From just a short play around it seems like simply wrapping your TabView with a NavigationView, and then using NavigationLink as you would with any other NavigationView works. Though it's probably not the right way to do it, and it does send some Trying to pop to a missing destination error when returning back from the new screen. Try playing around with the following code:

struct TestView: View {
    var body: some View {
        NavigationView {
            TabView {
                VStack {
                    Text("a")
                    NavigationLink("Go", destination: Text("New Page"))
                }
                .frame(width: 100, height: 150)
                .tabItem {
                    Text("a")
                }

                Text("b")
                    .frame(width: 100, height: 150)
                    .tabItem {
                        Text("b")
                    }
            }
        }
    }
}

Btw I tested this on swift playgrounds, so that's why I have the text frames set up the way I do. For production code for iOS devices you'd want to trat the frames differently. Also, you didn't specify which platform you were talking about, so I only tested this on iOS, not sure how and if it would work on macOS.

3      

Taken from Human Interface Guidelines - Apple Devloper

Don't hide a tab bar when people navigate to different areas in your app.

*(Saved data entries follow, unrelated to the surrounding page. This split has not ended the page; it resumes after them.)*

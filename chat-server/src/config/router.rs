//! Router tunables, persona and intent table from env.

use anyhow::{bail, Result};
use chat_router::RouterSettings;
use intent::{IntentClassifier, KeywordTable};
use prompt::Persona;
use std::time::Duration;

use super::{env_opt, env_parse};

#[derive(Debug, Clone)]
pub struct RouterConfig {
    pub settings: RouterSettings,
    /// BOT_NAME / CREATOR_NAME
    pub persona: Persona,
    /// INTENT_TABLE_PATH; built-in table when unset
    pub intent_table_path: Option<String>,
}

impl RouterConfig {
    pub fn from_env() -> Result<Self> {
        let defaults = RouterSettings::default();
        let settings = RouterSettings {
            history_limit: env_parse("HISTORY_LIMIT", defaults.history_limit)?,
            retrieval_top_k: env_parse("RETRIEVAL_TOP_K", defaults.retrieval_top_k)?,
            llm_timeout: Duration::from_secs(env_parse("LLM_TIMEOUT_SECS", 60u64)?),
            search_timeout: Duration::from_secs(env_parse("SEARCH_TIMEOUT_SECS", 15u64)?),
            retrieval_timeout: Duration::from_secs(env_parse("RETRIEVAL_TIMEOUT_SECS", 30u64)?),
            annotate_search_with_date: env_parse(
                "ANNOTATE_SEARCH_WITH_DATE",
                defaults.annotate_search_with_date,
            )?,
            record_long_memory: env_parse("RECORD_LONG_MEMORY", defaults.record_long_memory)?,
            long_memory_context_limit: env_parse(
                "LONG_MEMORY_CONTEXT_LIMIT",
                defaults.long_memory_context_limit,
            )?,
            long_memory_min_importance: env_parse(
                "LONG_MEMORY_MIN_IMPORTANCE",
                defaults.long_memory_min_importance,
            )?,
            long_memory_recent_limit: env_parse(
                "LONG_MEMORY_RECENT_LIMIT",
                defaults.long_memory_recent_limit,
            )?,
        };
        let fallback = Persona::default();
        let persona = Persona::new(
            env_opt("BOT_NAME").unwrap_or(fallback.bot_name),
            env_opt("CREATOR_NAME").unwrap_or(fallback.creator_name),
        );
        Ok(Self {
            settings,
            persona,
            intent_table_path: env_opt("INTENT_TABLE_PATH"),
        })
    }

    pub fn validate(&self) -> Result<()> {
        let s = &self.settings;
        if s.retrieval_top_k == 0 {
            bail!("RETRIEVAL_TOP_K must be greater than 0");
        }
        if s.long_memory_min_importance.is_nan()
            || !(0.0..=1.0).contains(&s.long_memory_min_importance)
        {
            bail!(
                "LONG_MEMORY_MIN_IMPORTANCE must be within [0, 1], got {}",
                s.long_memory_min_importance
            );
        }
        for (name, timeout) in [
            ("LLM_TIMEOUT_SECS", s.llm_timeout),
            ("SEARCH_TIMEOUT_SECS", s.search_timeout),
            ("RETRIEVAL_TIMEOUT_SECS", s.retrieval_timeout),
        ] {
            if timeout.is_zero() {
                bail!("{} must be greater than 0", name);
            }
        }
        Ok(())
    }

    /// Classifier over the configured table, or the built-in one.
    pub fn classifier(&self) -> Result<IntentClassifier> {
        let table = match &self.intent_table_path {
            Some(path) => KeywordTable::from_json_file(path)?,
            None => KeywordTable::default(),
        };
        Ok(IntentClassifier::new(table))
    }
}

A tab bar enables global navigation for your app, so it should remain visible everywhere. The exception to this is in modal views. Because a modal view gives people a separate experience that they dismiss when they're finished, it's not part of the overall navigation of your app.

From Paul The Complete Guide to NavigationView in SwiftUI

For simpler layouts navigation views should be the top-level thing in your view, but if you’re using them inside a TabView then the navigation view should be inside the tab view.